Reactive – any sign of clumping ranging from marked and intense (reactive) to Reactive (R) slight but definite reactive no matter how much clumping

Nonreactive – Slight roughness or no clumping

 

INTERPRETATION OF RESULTS

  1. The RPR test is a screening test for syphilis. Clinicians combine the RPR test with results of other serologic tests, darkfield examinations, clinical signs and symptoms, and risk factors in arriving at a syphilis diagnosis. Without some other support for the diagnosis of syphilis, a reactive RPR test is commonly unrelated to T. pallidum infection. The predictive value of a reactive RPR test in a serologic diagnosis of syphilis is increased when combined with a reactive treponemal test, such as the fluorescent treponemal antibody absorption (FTA-ABS) test or the microhemagglutination assay for antibodies to T. pallidum (MHA-TP).
  2. A reactive RPR card test may suggest past or present infection with a pathogenic treponeme; however, it may also be a false-positive reaction.

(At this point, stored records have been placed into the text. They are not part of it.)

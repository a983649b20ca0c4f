use crate::config::{ConfigSection, SymbolicParams};
use crate::error::{FeaturePipelineError, Result};
use crate::table::FeatureTable;
use serde::{Deserialize, Serialize};
use std::collections::HashSet;

/// Prefix applied to generated columns whose names clash with input columns
pub const SYMBOLIC_PREFIX: &str = "sym_";

/// One evolved program kept in the hall of fame
#[derive(Debug, Clone, PartialEq, Serialize, Deserialize)]
pub struct ProgramSummary {
    pub expression: String,
    /// Fitness penalised by program length
    pub fitness: f64,
    pub raw_fitness: f64,
    pub length: usize,
    pub depth: usize,
}

#[derive(Debug, Clone, PartialEq, Serialize, Deserialize)]
pub struct GenerationStats {
    pub generation: usize,
    pub average_length: f64,
    pub average_fitness: f64,
    pub best_length: usize,
    pub best_fitness: f64,
    #[serde(default)]
    pub generation_time_secs: f64,
}

#[derive(Debug, Clone, Default, PartialEq, Serialize, Deserialize)]
pub struct SymbolicMetadata {
    pub best_programs: Vec<ProgramSummary>,
    #[serde(default)]
    pub generations: Vec<GenerationStats>,
}

#[derive(Debug, Clone)]
pub struct SymbolicFeatureSet {
    pub features: FeatureTable,
    pub metadata: SymbolicMetadata,
}

/// Produces new feature columns by searching over programs of the input columns.
///
/// Implementations own the search. `&mut self` lets a generator carry its
/// population between calls when `warm_start` is set.
pub trait SymbolicFeatureGenerator {
    fn generate(
        &mut self,
        features: &FeatureTable,
        target: &str,
        params: &SymbolicParams,
    ) -> Result<SymbolicFeatureSet>;

    fn name(&self) -> &str;
}

/// Validate the parameters, run the generator and check what came back.
///
/// Nothing is handed to the generator unless the parameter bundle is valid and
/// the target exists. The returned table must be row-aligned with the input;
/// generated names that collide with input columns get the `sym_` prefix.
pub fn generate_symbolic_features<G: SymbolicFeatureGenerator + ?Sized>(
    generator: &mut G,
    features: &FeatureTable,
    target: &str,
    params: &SymbolicParams,
) -> Result<SymbolicFeatureSet> {
    params.validate()?;
    features.require_column(target)?;

    log::info!(
        "Running symbolic generator '{}' on {} rows x {} columns (population {}, generations {})",
        generator.name(),
        features.height(),
        features.width(),
        params.population,
        params.generations
    );

    let generated = generator
        .generate(features, target, params)
        .map_err(|e| match e {
            FeaturePipelineError::Collaborator(_) => e,
            other => FeaturePipelineError::Collaborator(format!(
                "{} failed: {}",
                generator.name(),
                other
            )),
        })?;

    if generated.features.height() != features.height() {
        return Err(FeaturePipelineError::Collaborator(format!(
            "{} returned {} rows, expected {}",
            generator.name(),
            generated.features.height(),
            features.height()
        )));
    }

    for (name, values) in generated.features.columns()? {
        if let Some(row) = values.iter().position(|v| !v.is_finite()) {
            return Err(FeaturePipelineError::Collaborator(format!(
                "{} returned a non-finite value in '{}' at row {}",
                generator.name(),
                name,
                row
            )));
        }
    }

    let features_out = prefix_collisions(&generated.features, features)?;
    log::info!(
        "Symbolic generator produced {} features ({} programs reported)",
        features_out.width(),
        generated.metadata.best_programs.len()
    );

    Ok(SymbolicFeatureSet {
        features: features_out,
        metadata: generated.metadata,
    })
}

fn prefix_collisions(generated: &FeatureTable, input: &FeatureTable) -> Result<FeatureTable> {
    let taken: HashSet<String> = input.column_names().into_iter().collect();
    let mut columns = Vec::with_capacity(generated.width());

    for (name, values) in generated.columns()? {
        let name = if taken.contains(&name) {
            format!("{}{}", SYMBOLIC_PREFIX, name)
        } else {
            name
        };
        columns.push((name, values));
    }

    FeatureTable::from_columns(columns)
}

#[cfg(test)]
mod tests {
    use super::*;

    /// Returns fixed columns and counts how often it was asked.
    struct StubGenerator {
        calls: usize,
        rows: Option<usize>,
        poison: bool,
    }

    impl SymbolicFeatureGenerator for StubGenerator {
        fn generate(
            &mut self,
            features: &FeatureTable,
            target: &str,
            _params: &SymbolicParams,
        ) -> Result<SymbolicFeatureSet> {
            self.calls += 1;
            let n = self.rows.unwrap_or(features.height());
            let mut doubled: Vec<f64> =
                features.column(target)?.iter().take(n).map(|v| v * 2.0).collect();
            if self.poison {
                doubled[1] = f64::NAN;
            }
            Ok(SymbolicFeatureSet {
                features: FeatureTable::from_columns(vec![
                    ("a".to_string(), doubled.clone()),
                    ("gp_0".to_string(), doubled),
                ])?,
                metadata: SymbolicMetadata {
                    best_programs: vec![ProgramSummary {
                        expression: format!("mul({}, 2)", target),
                        fitness: 0.99,
                        raw_fitness: 1.0,
                        length: 3,
                        depth: 1,
                    }],
                    generations: vec![],
                },
            })
        }

        fn name(&self) -> &str {
            "stub"
        }
    }

    fn input() -> FeatureTable {
        FeatureTable::from_columns(vec![
            ("a".to_string(), vec![1.0, 2.0, 3.0]),
            ("co".to_string(), vec![0.5, -0.5, 1.0]),
        ])
        .unwrap()
    }

    #[test]
    fn test_collisions_get_prefix() {
        let mut generator = StubGenerator { calls: 0, rows: None, poison: false };
        let set = generate_symbolic_features(&mut generator, &input(), "co", &SymbolicParams::default())
            .unwrap();

        assert_eq!(set.features.column_names(), vec!["sym_a", "gp_0"]);
        assert_eq!(set.features.column("gp_0").unwrap(), vec![1.0, -1.0, 2.0]);
        assert_eq!(set.metadata.best_programs.len(), 1);
        assert_eq!(generator.calls, 1);
    }

    #[test]
    fn test_invalid_params_never_reach_generator() {
        let mut generator = StubGenerator { calls: 0, rows: None, poison: false };
        let params = SymbolicParams {
            prob_crossover: 0.35,
            ..SymbolicParams::default()
        };
        let result = generate_symbolic_features(&mut generator, &input(), "co", &params);

        assert!(matches!(result, Err(FeaturePipelineError::InvalidConfiguration(_))));
        assert_eq!(generator.calls, 0);
    }

    #[test]
    fn test_missing_target_never_reaches_generator() {
        let mut generator = StubGenerator { calls: 0, rows: None, poison: false };
        let result =
            generate_symbolic_features(&mut generator, &input(), "hl", &SymbolicParams::default());
        assert!(matches!(result, Err(FeaturePipelineError::MissingColumn(_))));
        assert_eq!(generator.calls, 0);
    }

    #[test]
    fn test_row_mismatch_is_collaborator_error() {
        let mut generator = StubGenerator { calls: 0, rows: Some(2), poison: false };
        let result =
            generate_symbolic_features(&mut generator, &input(), "co", &SymbolicParams::default());
        assert!(matches!(result, Err(FeaturePipelineError::Collaborator(_))));
    }

    #[test]
    fn test_non_finite_output_is_collaborator_error() {
        let mut generator = StubGenerator { calls: 0, rows: None, poison: true };
        let result =
            generate_symbolic_features(&mut generator, &input(), "co", &SymbolicParams::default());
        assert!(matches!(result, Err(FeaturePipelineError::Collaborator(_))));
    }

    #[test]
    fn test_metadata_json_shape() {
        let json = r#"{"best_programs":[{"expression":"add(a, b)","fitness":0.8,"raw_fitness":0.81,"length":3,"depth":1}]}"#;
        let metadata: SymbolicMetadata = serde_json::from_str(json).unwrap();
        assert_eq!(metadata.best_programs[0].expression, "add(a, b)");
        assert!(metadata.generations.is_empty());
    }
}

False-positive reactions can result from laboratory error as well as serum antibodies unrelated to syphilis infection. Technical errors are detected by a nonreactive RPR test with a second serum specimen. False-positive RPR card tests from infections with nontreponemal diseases or other disease conditions are identified by an accompanying nonreactive treponemal test.
  3. A nonreactive RPR test without clinical evidence of syphilis may suggest no current infection or an effectively treated infection. A nonreactive RPR test with clinical evidence of syphilis can be seen in early primary syphilis; in secondary syphilis, as a result of the prozone reaction; and in some cases of late syphilis. A nonreactive RPR test result does not rule out an incubating syphilis infection.
  4. All reactive qualitative RPR tests should be diluted to an endpoint and the endpoint titer reported. Unusually high false-positive titers may also be seen in patients with lymphomas and concurrent HIV-1 infection with syphilis.

LIMITATIONS OF RPR TEST

  1. The RPR card test cannot be used to test spinal fluids.
  2. A prozone reaction may be encountered occasionally. In a prozone reaction, complete or partial inhibition of reactivity occurs with undiluted serum (maximum reactivity is obtained only with diluted serum). The prozone phenomenon may be so pronounced that only a rough reading is produced in the qualitative test by a serum that will be strongly reactive when diluted. All test specimens producing any degree of roughness or reactivity with the RPR card test antigen in the qualitative test should be retested by using the quantitative procedure. In addition, a specimen should be tested for the prozone phenomenon when the clinician suspects syphilis, even if qualitative RPR test is nonreactive.
  3. The RPR card test may be reactive in persons from areas where yaws, pinta or nonvenereal syphilis is endemic. Generally, residual titers from these infections will be <1:8.
  4. Biological false-positive (BFP) reactions occur occasionally with cardiolipin antigens, mainly in specimens from persons who abuse drugs; who have diseases such as lupus erythematosus, mononucleosis, malaria, leprosy, or viral pneumonia; or who have recently been vaccinated.